• [RECORD SET]:
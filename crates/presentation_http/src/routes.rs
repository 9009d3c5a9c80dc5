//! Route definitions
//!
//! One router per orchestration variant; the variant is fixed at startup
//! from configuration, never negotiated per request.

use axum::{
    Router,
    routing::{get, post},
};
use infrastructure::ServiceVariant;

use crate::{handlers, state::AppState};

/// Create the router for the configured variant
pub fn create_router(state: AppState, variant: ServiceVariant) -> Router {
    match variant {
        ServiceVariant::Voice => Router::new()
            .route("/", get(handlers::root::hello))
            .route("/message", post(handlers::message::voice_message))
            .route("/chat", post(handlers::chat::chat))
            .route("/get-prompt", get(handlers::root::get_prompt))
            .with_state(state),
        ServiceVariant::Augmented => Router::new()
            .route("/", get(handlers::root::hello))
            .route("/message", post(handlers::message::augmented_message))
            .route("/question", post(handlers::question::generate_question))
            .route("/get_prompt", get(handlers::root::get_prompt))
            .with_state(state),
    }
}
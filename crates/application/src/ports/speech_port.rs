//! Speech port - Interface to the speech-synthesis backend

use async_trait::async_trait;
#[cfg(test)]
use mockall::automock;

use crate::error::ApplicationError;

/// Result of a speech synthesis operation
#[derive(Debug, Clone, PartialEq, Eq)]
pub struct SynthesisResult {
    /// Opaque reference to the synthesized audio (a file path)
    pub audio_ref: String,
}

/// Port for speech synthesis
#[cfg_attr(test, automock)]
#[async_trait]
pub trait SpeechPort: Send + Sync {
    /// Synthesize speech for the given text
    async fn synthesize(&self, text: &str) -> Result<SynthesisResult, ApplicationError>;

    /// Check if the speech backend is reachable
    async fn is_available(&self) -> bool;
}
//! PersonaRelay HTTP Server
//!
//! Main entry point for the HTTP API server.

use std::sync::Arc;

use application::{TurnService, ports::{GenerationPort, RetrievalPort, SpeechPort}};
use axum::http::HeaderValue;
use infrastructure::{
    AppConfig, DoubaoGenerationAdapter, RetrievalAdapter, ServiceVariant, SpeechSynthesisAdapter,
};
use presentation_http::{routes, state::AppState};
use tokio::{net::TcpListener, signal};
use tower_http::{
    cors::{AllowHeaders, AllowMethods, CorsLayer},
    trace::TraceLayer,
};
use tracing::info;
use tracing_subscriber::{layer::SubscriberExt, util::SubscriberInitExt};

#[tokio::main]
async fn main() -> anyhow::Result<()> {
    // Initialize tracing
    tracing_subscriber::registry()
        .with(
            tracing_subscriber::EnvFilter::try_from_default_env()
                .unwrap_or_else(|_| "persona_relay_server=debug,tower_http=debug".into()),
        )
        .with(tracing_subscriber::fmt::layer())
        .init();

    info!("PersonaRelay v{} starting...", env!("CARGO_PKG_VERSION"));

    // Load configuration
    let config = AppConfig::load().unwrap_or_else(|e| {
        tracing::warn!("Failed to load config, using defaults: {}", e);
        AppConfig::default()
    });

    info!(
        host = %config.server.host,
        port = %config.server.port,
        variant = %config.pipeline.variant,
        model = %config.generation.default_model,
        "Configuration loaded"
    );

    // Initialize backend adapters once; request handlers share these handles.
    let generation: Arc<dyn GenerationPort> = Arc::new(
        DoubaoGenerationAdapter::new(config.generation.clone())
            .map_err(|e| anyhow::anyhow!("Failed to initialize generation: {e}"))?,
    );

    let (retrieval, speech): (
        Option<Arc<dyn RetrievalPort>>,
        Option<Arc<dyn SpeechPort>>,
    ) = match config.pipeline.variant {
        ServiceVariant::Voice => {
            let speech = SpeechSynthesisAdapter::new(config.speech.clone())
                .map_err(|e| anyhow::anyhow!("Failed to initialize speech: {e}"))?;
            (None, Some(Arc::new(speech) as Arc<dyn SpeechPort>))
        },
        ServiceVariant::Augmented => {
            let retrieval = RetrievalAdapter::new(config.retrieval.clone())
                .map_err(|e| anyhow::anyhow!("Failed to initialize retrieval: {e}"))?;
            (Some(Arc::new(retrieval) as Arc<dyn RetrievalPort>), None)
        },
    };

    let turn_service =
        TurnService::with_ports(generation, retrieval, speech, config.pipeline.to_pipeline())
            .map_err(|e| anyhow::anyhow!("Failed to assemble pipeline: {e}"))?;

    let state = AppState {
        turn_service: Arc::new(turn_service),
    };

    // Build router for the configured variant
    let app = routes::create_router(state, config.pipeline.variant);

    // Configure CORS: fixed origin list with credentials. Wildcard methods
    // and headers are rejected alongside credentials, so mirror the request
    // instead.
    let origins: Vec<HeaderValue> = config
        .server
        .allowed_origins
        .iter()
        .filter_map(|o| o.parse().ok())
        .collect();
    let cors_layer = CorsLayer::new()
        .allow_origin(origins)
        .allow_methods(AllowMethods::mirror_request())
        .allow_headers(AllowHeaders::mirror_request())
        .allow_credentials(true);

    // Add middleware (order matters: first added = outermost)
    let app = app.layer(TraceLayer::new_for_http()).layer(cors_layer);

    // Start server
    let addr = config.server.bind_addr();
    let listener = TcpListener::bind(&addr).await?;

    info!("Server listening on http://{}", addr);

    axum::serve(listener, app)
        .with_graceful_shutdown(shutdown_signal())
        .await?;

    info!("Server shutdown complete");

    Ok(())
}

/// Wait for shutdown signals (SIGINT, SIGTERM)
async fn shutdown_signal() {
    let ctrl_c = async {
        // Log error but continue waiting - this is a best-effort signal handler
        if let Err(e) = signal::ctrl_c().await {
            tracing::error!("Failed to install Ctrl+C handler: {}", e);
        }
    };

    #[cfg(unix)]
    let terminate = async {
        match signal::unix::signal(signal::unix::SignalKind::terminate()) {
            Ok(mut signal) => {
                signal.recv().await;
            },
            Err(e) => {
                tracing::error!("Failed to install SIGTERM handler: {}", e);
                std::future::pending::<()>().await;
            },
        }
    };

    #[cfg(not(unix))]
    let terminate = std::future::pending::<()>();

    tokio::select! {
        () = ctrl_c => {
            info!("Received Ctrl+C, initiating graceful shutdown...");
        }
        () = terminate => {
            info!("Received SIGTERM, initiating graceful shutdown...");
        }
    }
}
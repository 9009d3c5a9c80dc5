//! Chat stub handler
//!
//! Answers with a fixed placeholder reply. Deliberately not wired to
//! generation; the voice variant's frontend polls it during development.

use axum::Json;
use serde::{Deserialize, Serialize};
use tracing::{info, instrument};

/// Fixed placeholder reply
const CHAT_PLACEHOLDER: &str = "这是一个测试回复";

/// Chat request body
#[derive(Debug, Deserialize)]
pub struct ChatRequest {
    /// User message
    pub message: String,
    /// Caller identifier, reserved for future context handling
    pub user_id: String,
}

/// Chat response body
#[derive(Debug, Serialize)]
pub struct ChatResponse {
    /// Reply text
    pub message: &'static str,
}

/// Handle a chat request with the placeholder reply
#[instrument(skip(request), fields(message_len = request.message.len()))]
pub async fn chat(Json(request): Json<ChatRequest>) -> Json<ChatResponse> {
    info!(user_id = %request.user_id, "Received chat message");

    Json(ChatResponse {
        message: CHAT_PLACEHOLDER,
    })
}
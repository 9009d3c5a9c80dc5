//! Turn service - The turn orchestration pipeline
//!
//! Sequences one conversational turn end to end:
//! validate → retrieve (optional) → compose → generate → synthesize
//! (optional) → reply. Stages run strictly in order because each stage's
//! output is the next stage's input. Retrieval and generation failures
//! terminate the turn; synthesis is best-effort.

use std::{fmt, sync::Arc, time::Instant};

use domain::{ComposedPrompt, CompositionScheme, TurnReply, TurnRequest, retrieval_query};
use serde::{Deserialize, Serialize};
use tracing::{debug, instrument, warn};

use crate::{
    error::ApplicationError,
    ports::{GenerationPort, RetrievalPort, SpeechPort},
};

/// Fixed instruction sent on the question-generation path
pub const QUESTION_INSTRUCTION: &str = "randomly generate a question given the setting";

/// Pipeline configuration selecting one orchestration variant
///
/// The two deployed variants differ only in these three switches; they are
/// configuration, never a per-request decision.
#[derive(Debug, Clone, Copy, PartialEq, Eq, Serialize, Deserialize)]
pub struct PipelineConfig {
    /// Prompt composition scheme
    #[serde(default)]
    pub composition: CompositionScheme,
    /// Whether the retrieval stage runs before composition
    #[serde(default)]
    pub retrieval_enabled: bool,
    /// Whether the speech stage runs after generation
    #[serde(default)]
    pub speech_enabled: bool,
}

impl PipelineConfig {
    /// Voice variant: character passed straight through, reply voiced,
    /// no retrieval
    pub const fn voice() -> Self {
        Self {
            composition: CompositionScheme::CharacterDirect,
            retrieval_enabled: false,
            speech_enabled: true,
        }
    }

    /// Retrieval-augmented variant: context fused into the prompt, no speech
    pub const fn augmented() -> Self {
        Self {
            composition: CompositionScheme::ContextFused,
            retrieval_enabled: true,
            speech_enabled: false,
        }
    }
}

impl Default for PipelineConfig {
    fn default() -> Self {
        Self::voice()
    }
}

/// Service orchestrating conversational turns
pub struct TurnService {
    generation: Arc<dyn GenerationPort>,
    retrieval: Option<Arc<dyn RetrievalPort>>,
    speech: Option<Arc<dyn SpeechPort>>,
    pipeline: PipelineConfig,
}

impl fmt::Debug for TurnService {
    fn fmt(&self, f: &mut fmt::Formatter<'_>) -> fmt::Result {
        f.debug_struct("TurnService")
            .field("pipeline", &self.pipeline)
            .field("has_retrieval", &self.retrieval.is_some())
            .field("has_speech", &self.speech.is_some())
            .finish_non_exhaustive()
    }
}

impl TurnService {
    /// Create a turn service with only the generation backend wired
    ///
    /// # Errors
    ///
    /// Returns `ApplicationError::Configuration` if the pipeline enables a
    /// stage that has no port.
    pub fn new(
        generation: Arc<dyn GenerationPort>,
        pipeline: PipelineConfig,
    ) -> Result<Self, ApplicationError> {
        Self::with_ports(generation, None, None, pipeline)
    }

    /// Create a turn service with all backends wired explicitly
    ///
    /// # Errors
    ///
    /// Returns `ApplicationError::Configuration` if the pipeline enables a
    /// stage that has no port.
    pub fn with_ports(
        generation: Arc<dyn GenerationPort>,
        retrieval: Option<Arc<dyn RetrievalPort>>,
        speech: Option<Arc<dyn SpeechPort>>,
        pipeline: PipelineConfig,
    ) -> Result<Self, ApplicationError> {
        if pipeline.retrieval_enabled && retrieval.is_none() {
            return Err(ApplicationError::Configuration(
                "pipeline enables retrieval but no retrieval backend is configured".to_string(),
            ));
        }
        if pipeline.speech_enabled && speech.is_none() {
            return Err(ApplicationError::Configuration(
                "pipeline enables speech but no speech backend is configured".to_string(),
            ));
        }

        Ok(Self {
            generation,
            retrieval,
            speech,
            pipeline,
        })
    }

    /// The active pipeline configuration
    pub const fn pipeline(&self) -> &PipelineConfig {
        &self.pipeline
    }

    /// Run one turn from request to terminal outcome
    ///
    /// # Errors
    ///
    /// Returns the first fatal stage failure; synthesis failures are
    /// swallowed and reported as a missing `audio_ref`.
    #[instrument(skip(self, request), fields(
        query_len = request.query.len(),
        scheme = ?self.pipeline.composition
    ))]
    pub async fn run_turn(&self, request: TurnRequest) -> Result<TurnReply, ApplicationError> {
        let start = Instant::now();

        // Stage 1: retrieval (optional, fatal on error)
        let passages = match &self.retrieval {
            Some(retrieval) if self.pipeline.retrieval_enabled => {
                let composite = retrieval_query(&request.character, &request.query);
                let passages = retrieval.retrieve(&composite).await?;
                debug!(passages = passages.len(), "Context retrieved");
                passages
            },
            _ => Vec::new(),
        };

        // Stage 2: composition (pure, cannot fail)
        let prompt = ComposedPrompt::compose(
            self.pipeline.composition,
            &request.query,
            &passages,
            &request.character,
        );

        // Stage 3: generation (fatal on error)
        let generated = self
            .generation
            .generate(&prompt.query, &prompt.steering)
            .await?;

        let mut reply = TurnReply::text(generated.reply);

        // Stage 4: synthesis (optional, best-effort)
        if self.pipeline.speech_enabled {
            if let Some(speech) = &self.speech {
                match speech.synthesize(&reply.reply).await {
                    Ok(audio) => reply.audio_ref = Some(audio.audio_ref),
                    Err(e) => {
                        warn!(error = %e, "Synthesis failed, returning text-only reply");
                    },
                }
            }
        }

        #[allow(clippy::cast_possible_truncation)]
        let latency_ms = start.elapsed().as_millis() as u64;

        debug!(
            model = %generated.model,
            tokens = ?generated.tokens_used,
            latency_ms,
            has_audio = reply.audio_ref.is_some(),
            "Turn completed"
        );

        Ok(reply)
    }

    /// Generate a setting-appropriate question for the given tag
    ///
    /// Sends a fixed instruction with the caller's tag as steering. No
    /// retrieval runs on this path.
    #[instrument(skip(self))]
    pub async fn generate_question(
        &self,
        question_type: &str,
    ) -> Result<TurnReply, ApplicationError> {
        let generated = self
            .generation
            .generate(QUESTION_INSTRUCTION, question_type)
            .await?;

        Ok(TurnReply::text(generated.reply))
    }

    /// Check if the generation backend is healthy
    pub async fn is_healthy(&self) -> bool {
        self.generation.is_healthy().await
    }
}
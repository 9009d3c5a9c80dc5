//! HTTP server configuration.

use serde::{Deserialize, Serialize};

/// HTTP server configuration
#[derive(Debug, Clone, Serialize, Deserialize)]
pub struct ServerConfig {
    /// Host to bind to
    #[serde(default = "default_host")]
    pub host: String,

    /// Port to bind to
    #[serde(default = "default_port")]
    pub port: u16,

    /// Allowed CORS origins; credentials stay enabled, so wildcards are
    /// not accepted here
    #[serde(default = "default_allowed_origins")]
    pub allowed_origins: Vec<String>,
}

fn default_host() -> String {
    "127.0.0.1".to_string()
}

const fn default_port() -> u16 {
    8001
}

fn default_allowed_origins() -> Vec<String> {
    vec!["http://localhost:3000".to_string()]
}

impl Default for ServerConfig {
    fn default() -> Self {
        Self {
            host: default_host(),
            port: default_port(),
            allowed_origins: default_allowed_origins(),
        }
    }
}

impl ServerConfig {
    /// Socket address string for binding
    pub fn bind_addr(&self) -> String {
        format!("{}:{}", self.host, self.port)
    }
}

• [WHAT THE TASK REQUIRES]: Your answer must be the lines from the first line of the entries above through the line that contains "filename crates/application/src/ports/speech_port.rs", written out exactly.

• [ANSWER SPACE]:
filename crates/presentation_http/src/routes.rs
repository 9009d3c5a9c80dc5
//! Route definitions
//!
//! One router per orchestration variant; the variant is fixed at startup
//! from configuration, never negotiated per request.

use axum::{
    Router,
    routing::{get, post},
};
use infrastructure::ServiceVariant;

use crate::{handlers, state::AppState};

/// Create the router for the configured variant
pub fn create_router(state: AppState, variant: ServiceVariant) -> Router {
    match variant {
        ServiceVariant::Voice => Router::new()
            .route("/", get(handlers::root::hello))
            .route("/message", post(handlers::message::voice_message))
            .route("/chat", post(handlers::chat::chat))
            .route("/get-prompt", get(handlers::root::get_prompt))
            .with_state(state),
        ServiceVariant::Augmented => Router::new()
            .route("/", get(handlers::root::hello))
            .route("/message", post(handlers::message::augmented_message))
            .route("/question", post(handlers::question::generate_question))
            .route("/get_prompt", get(handlers::root::get_prompt))
            .with_state(state),
    }
}
filename crates/application/src/ports/speech_port.rs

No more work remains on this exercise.